Optional step: Some prefer to add in an additional step right at the beginning to remove any impurities from the bones. Simply rinse the bones, bring to the boil in a large stockpot, and drain. Resume at step 2.
Stovetop too hot? This is a valid concern particularly for gas stove tops because bone broth needs to simmer slowly for sooooo long. We like to use a SimmerMat that helps control the temperature, and ensure long slow cooking. Even though we’ve got an electric stove, using a SimmerMat gives us peace of mind to leave our broth gently simmering for days on end – including overnight. (Not an affiliate link!).
Simmer (don’t boil) to ensure a clear-looking broth: After bringing the broth to a gentle boil, reduce the heat and simmer. Ideally, you’re after a clear-looking broth, which indicates a low, long cooking time. Conversely, if you add boiling water at the beginning, or boil your broth too vigorously for too long, you’ll end up with cloudy or ‘milky-looking’ broth . Cloudy broth simply means that some of the fat has emulsified, but will be hard to separate (clarify) again. But don’t worry if your broth does turn a little cloudy – it will still be jam-packed full of goodness. And chances are, once it’s served in a soup or stew, you won’t even notice.

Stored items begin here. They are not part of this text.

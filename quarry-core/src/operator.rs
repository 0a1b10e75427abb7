//! Comparison operators usable in WHERE conditions

use crate::{Error, Result};
use std::fmt::{self, Display};
use std::str::FromStr;

/// SQL comparison operator
#[derive(Debug, Clone, Copy, PartialEq, Eq)]
pub enum Operator {
    Eq,
    NotEq,
    Gt,
    Gte,
    Lt,
    Lte,
    Like,
    In,
    NotIn,
    IsNull,
    IsNotNull,
}

impl Operator {
    pub fn as_sql(&self) -> &'static str {
        match self {
            Operator::Eq => "=",
            Operator::NotEq => "!=",
            Operator::Gt => ">",
            Operator::Gte => ">=",
            Operator::Lt => "<",
            Operator::Lte => "<=",
            Operator::Like => "LIKE",
            Operator::In => "IN",
            Operator::NotIn => "NOT IN",
            Operator::IsNull => "IS NULL",
            Operator::IsNotNull => "IS NOT NULL",
        }
    }

    /// Whether the operator is followed by a bound value
    pub fn takes_value(&self) -> bool {
        !matches!(self, Operator::IsNull | Operator::IsNotNull)
    }

    /// Whether the bound value is a list rendered as `(?, ?, ...)`
    pub fn takes_list(&self) -> bool {
        matches!(self, Operator::In | Operator::NotIn)
    }
}

impl Display for Operator {
    fn fmt(&self, f: &mut fmt::Formatter<'_>) -> fmt::Result {
        f.write_str(self.as_sql())
    }
}

impl FromStr for Operator {
    type Err = Error;

    fn from_str(s: &str) -> Result<Self> {
        let op = match s.trim().to_ascii_uppercase().as_str() {
            "=" | "==" => Operator::Eq,
            "!=" | "<>" => Operator::NotEq,
            ">" => Operator::Gt,
            ">=" => Operator::Gte,
            "<" => Operator::Lt,
            "<=" => Operator::Lte,
            "LIKE" => Operator::Like,
            "IN" => Operator::In,
            "NOT IN" => Operator::NotIn,
            "IS NULL" => Operator::IsNull,
            "IS NOT NULL" => Operator::IsNotNull,
            _ => return Err(Error::invalid_query(format!("Unknown operator '{}'", s))),
        };
        Ok(op)
    }
}

/// Trait for types that can be converted to SQL operators
pub trait IntoOperator {
    fn into_operator(self) -> Result<Operator>;
}

impl IntoOperator for Operator {
    fn into_operator(self) -> Result<Operator> {
        Ok(self)
    }
}

impl IntoOperator for &str {
    fn into_operator(self) -> Result<Operator> {
        self.parse()
    }
}

/// Short aliases, `op::GT` reads better inside condition tuples
pub mod op {
    use super::Operator;

    pub const EQ: Operator = Operator::Eq;
    pub const NEQ: Operator = Operator::NotEq;
    pub const GT: Operator = Operator::Gt;
    pub const GTE: Operator = Operator::Gte;
    pub const LT: Operator = Operator::Lt;
    pub const LTE: Operator = Operator::Lte;
    pub const LIKE: Operator = Operator::Like;
    pub const IN: Operator = Operator::In;
    pub const NOT_IN: Operator = Operator::NotIn;
    pub const IS_NULL: Operator = Operator::IsNull;
    pub const IS_NOT_NULL: Operator = Operator::IsNotNull;
}
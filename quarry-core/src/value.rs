//! Value types for SQL parameters and row cells

use serde::{Deserialize, Serialize};
use std::fmt;

/// A SQL value that can be bound as a parameter or returned in a row
#[derive(Debug, Clone, PartialEq, Serialize, Deserialize)]
pub enum Value {
    /// Null value
    Null,
    /// Boolean value
    Bool(bool),
    /// 32-bit integer
    I32(i32),
    /// 64-bit integer
    I64(i64),
    /// 32-bit float
    F32(f32),
    /// 64-bit float
    F64(f64),
    /// String value
    String(String),
    /// Bytes value
    Bytes(Vec<u8>),
    /// JSON value
    Json(serde_json::Value),
    /// Array of values
    Array(Vec<Value>),
}

impl Value {
    pub fn is_null(&self) -> bool {
        matches!(self, Value::Null)
    }

    /// Get the SQL type name for this value
    pub fn type_name(&self) -> &'static str {
        match self {
            Value::Null => "NULL",
            Value::Bool(_) => "BOOLEAN",
            Value::I32(_) => "INTEGER",
            Value::I64(_) => "BIGINT",
            Value::F32(_) => "REAL",
            Value::F64(_) => "DOUBLE PRECISION",
            Value::String(_) => "TEXT",
            Value::Bytes(_) => "BYTEA",
            Value::Json(_) => "JSON",
            Value::Array(_) => "ARRAY",
        }
    }

    /// Widen any integer variant to `i64`
    pub fn as_i64(&self) -> Option<i64> {
        match self {
            Value::I32(i) => Some(i64::from(*i)),
            Value::I64(i) => Some(*i),
            _ => None,
        }
    }

    pub fn as_str(&self) -> Option<&str> {
        match self {
            Value::String(s) => Some(s),
            _ => None,
        }
    }

    /// Extract array values if this is an Array variant
    pub fn as_array(&self) -> Option<&[Value]> {
        match self {
            Value::Array(arr) => Some(arr),
            _ => None,
        }
    }

    /// Convert to a `serde_json::Value` for row decoding
    pub fn to_json(&self) -> serde_json::Value {
        use serde_json::{Number, Value as Json};

        match self {
            Value::Null => Json::Null,
            Value::Bool(b) => Json::Bool(*b),
            Value::I32(i) => Json::Number(Number::from(*i)),
            Value::I64(i) => Json::Number(Number::from(*i)),
            Value::F32(f) => Number::from_f64(f64::from(*f))
                .map(Json::Number)
                .unwrap_or(Json::Null),
            Value::F64(f) => Number::from_f64(*f).map(Json::Number).unwrap_or(Json::Null),
            Value::String(s) => Json::String(s.clone()),
            Value::Bytes(b) => Json::Array(b.iter().map(|byte| Json::Number((*byte).into())).collect()),
            Value::Json(j) => j.clone(),
            Value::Array(arr) => Json::Array(arr.iter().map(Value::to_json).collect()),
        }
    }
}

impl fmt::Display for Value {
    fn fmt(&self, f: &mut fmt::Formatter<'_>) -> fmt::Result {
        match self {
            Value::Null => f.write_str("NULL"),
            Value::Bool(b) => write!(f, "{}", b),
            Value::I32(i) => write!(f, "{}", i),
            Value::I64(i) => write!(f, "{}", i),
            Value::F32(v) => write!(f, "{}", v),
            Value::F64(v) => write!(f, "{}", v),
            Value::String(s) => write!(f, "'{}'", s.replace('\'', "''")),
            Value::Bytes(b) => write!(f, "<{} bytes>", b.len()),
            Value::Json(j) => write!(f, "{}", j),
            Value::Array(arr) => {
                f.write_str("(")?;
                for (i, v) in arr.iter().enumerate() {
                    if i > 0 {
                        f.write_str(", ")?;
                    }
                    write!(f, "{}", v)?;
                }
                f.write_str(")")
            }
        }
    }
}

// Implement From for common types
impl From<()> for Value {
    fn from(_: ()) -> Self {
        Value::Null
    }
}

impl From<bool> for Value {
    fn from(val: bool) -> Self {
        Value::Bool(val)
    }
}

impl From<i32> for Value {
    fn from(val: i32) -> Self {
        Value::I32(val)
    }
}

impl From<i64> for Value {
    fn from(val: i64) -> Self {
        Value::I64(val)
    }
}

impl From<f32> for Value {
    fn from(val: f32) -> Self {
        Value::F32(val)
    }
}

impl From<f64> for Value {
    fn from(val: f64) -> Self {
        Value::F64(val)
    }
}

impl From<String> for Value {
    fn from(val: String) -> Self {
        Value::String(val)
    }
}

impl From<&str> for Value {
    fn from(val: &str) -> Self {
        Value::String(val.to_string())
    }
}

impl From<Vec<u8>> for Value {
    fn from(val: Vec<u8>) -> Self {
        Value::Bytes(val)
    }
}

impl From<serde_json::Value> for Value {
    fn from(val: serde_json::Value) -> Self {
        Value::Json(val)
    }
}

impl<T> From<Vec<T>> for Value
where
    T: Into<Value>,
{
    fn from(vals: Vec<T>) -> Self {
        Value::Array(vals.into_iter().map(|v| v.into()).collect())
    }
}

impl<T> From<Option<T>> for Value
where
    T: Into<Value>,
{
    fn from(opt: Option<T>) -> Self {
        match opt {
            Some(val) => val.into(),
            None => Value::Null,
        }
    }
}

#[cfg(feature = "uuid-support")]
impl From<uuid::Uuid> for Value {
    fn from(val: uuid::Uuid) -> Self {
        Value::String(val.to_string())
    }
}

#[cfg(feature = "datetime-support")]
impl From<chrono::NaiveDateTime> for Value {
    fn from(val: chrono::NaiveDateTime) -> Self {
        Value::String(format!("{}", val))
    }
}

#[cfg(feature = "datetime-support")]
impl From<chrono::NaiveDate> for Value {
    fn from(val: chrono::NaiveDate) -> Self {
        Value::String(format!("{}", val))
    }
}

#[cfg(feature = "decimal-support")]
impl From<rust_decimal::Decimal> for Value {
    fn from(val: rust_decimal::Decimal) -> Self {
        Value::String(val.to_string())
    }
}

Making a second batch of broth (or third or fourth!): Put the bones and some fresh vegies back into the pot and fill with water again. This batch of broth will be less flavoursome and gelatinous than the first, but equally as delicious.
Slow cooker: Follow the stove top instructions and cook on low. It’s unlikely that you’ll have to top up the water.
Safety Storage Hint: Never put a pot with hot bone broth into the fridge. It will raise the temperature into ‘danger zone’. Always wait for the broth to cool to room temperature.
Cooling broth even quicker: Extend the shelf life of your bone broth by cooling it very quickly. Carefully place the stock pot in a bathtub or large laundry sink, and filling the bath or sink with a few centimetres of cold water. Adding a few ice cubes or ice bricks and a few teaspoons of salt to the ‘ice bath’ will help it cool even faster.
Storage: Broth can safely be stored in the fridge for 2 – 3 weeks providing it has a thick layer of fat (approx 2cm or more) on top and sealed to the edge of the container. If you only have a thin layer of beef fat, the broth should be used within 3 – 4 days.
Love Roast Vegies? So do we 🙂 Keep the beef fat you’ve collected from the top of your bone broth in a jar in the fridge. Use this fat to make your roasted vegies delicious and nourishing!
Bone broth uses: Season it and sip it in a mug, replace the water when cooking risotto, polenta, pasta or dried beans, or use in soups, stews or sauces. Or be adventurous and try using it to make an Aspic (a savoury jelly made out of meat broth)!